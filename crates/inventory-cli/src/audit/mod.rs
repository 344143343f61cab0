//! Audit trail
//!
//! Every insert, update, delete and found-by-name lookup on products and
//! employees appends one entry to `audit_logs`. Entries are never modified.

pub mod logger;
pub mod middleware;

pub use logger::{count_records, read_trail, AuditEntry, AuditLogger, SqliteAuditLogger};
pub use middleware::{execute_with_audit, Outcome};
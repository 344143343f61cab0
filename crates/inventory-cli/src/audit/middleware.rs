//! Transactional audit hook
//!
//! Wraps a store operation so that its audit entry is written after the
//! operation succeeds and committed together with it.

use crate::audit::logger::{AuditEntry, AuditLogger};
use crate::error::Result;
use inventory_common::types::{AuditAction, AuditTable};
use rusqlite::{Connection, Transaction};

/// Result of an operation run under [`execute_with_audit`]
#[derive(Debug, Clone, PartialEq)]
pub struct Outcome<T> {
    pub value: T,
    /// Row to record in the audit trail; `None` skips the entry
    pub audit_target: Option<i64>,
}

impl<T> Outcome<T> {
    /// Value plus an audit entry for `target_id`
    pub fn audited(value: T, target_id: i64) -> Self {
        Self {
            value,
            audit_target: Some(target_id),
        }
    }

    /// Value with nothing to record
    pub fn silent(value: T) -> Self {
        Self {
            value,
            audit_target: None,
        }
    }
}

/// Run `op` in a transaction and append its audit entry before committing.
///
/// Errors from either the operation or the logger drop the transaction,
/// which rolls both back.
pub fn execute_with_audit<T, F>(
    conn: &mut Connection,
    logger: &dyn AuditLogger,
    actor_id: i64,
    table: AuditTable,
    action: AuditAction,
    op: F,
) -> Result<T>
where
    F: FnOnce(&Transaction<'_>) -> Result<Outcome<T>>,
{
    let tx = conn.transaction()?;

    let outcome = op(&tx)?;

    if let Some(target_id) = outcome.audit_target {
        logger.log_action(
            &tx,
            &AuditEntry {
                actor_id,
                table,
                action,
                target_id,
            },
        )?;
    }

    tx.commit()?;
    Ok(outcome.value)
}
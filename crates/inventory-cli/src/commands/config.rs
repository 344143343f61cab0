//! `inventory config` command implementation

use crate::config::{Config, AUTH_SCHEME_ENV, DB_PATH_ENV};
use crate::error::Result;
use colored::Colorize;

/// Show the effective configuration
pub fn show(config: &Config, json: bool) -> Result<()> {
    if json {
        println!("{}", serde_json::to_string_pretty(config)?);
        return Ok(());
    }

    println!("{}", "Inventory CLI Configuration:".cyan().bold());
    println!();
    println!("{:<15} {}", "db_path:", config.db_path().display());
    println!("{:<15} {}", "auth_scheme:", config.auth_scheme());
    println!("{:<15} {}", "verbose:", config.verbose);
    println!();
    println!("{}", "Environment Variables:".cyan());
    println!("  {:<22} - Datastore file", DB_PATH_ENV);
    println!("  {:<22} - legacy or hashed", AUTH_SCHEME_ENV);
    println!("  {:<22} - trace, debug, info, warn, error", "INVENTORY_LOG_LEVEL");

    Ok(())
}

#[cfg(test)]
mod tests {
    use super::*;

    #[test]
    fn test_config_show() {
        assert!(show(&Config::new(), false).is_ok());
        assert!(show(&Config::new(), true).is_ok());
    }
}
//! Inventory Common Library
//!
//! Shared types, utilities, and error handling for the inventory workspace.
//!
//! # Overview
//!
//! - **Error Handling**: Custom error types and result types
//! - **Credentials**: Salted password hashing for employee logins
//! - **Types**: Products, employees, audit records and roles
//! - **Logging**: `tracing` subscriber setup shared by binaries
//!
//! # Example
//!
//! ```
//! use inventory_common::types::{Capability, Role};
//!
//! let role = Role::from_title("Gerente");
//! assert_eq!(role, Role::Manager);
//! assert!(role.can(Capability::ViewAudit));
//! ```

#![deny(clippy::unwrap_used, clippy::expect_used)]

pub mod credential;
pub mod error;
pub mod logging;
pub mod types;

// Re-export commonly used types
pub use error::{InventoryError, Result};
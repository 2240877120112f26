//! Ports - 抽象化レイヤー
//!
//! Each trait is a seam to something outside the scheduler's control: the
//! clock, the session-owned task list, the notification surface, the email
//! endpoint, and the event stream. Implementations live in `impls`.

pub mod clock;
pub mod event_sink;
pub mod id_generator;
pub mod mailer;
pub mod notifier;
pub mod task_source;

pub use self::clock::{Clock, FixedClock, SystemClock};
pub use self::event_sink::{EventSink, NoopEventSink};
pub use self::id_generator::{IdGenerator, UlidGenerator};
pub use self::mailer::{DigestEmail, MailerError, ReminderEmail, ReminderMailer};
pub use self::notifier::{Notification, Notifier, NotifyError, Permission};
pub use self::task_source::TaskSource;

--

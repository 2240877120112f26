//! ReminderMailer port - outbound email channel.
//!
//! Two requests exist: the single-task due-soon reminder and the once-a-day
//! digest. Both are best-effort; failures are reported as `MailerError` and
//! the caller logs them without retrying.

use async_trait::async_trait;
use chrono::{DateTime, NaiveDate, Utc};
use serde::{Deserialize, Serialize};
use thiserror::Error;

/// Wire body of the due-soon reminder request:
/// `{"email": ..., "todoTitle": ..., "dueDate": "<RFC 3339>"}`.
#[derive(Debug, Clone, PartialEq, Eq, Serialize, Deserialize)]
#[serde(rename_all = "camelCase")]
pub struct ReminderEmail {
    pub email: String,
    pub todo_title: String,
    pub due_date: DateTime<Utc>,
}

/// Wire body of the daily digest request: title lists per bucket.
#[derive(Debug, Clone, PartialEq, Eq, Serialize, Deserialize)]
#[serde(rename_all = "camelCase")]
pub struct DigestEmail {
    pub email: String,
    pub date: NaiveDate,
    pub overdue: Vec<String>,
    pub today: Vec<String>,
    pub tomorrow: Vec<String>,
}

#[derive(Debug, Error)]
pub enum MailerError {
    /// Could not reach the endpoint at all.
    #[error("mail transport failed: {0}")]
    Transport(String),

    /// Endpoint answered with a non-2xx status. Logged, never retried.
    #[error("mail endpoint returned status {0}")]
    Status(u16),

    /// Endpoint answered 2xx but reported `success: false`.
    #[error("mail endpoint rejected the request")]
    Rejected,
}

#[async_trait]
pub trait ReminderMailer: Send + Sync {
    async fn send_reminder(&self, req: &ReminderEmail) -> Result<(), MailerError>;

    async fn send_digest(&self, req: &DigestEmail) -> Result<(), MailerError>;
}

--

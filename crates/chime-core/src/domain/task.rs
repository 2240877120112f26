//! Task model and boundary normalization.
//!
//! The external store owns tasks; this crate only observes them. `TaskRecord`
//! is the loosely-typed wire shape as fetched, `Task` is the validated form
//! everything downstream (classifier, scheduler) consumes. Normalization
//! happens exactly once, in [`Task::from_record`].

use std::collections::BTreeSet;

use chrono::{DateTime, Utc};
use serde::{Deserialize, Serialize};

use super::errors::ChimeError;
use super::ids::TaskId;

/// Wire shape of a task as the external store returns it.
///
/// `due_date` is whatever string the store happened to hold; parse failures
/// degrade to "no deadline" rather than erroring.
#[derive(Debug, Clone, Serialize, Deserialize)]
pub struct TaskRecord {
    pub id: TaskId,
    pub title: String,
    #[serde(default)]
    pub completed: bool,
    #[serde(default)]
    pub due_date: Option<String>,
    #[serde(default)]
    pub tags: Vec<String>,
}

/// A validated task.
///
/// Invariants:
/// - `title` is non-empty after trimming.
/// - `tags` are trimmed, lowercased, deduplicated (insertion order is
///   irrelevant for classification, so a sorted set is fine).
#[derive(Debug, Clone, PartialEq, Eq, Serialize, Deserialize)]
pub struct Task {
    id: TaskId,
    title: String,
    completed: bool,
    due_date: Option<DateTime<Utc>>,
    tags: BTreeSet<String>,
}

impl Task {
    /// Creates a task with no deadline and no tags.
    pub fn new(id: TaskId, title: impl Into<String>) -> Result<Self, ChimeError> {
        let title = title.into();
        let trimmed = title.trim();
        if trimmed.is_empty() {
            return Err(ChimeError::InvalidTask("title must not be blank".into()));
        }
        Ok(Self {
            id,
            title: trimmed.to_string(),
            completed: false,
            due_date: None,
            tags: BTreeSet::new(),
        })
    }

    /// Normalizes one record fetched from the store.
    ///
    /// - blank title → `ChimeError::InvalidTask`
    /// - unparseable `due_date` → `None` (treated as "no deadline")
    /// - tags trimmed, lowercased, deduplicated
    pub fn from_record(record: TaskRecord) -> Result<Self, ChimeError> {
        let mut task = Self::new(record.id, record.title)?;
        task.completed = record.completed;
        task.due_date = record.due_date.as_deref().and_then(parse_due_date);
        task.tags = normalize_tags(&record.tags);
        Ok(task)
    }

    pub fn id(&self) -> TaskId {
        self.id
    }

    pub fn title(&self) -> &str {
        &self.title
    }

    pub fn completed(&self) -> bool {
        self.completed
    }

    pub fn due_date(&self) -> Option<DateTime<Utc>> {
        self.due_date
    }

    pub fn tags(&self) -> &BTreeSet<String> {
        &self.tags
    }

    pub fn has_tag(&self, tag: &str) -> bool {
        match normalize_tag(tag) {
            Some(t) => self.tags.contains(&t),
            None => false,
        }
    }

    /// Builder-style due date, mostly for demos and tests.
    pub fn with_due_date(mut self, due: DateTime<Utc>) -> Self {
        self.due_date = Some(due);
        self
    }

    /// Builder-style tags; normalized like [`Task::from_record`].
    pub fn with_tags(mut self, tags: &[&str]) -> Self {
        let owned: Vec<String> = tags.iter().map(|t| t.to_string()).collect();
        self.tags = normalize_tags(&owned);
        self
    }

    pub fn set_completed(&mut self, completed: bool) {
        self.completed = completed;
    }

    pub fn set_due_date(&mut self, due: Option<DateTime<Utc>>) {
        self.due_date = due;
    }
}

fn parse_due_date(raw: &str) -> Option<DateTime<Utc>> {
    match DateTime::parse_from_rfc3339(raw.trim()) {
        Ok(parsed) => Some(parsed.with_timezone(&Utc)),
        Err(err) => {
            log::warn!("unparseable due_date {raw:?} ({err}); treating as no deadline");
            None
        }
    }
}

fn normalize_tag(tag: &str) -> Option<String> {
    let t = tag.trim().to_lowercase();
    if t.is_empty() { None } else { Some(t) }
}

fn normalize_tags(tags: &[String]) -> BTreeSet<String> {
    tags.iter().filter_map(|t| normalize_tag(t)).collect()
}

» WHAT YOU WILL DO
Take from the material every line that holds "trimmed".

» THE ANSWER
/// - `tags` are trimmed, lowercased, deduplicated (insertion order is
        let trimmed = title.trim();
        if trimmed.is_empty() {
            title: trimmed.to_string(),
    /// - tags trimmed, lowercased, deduplicated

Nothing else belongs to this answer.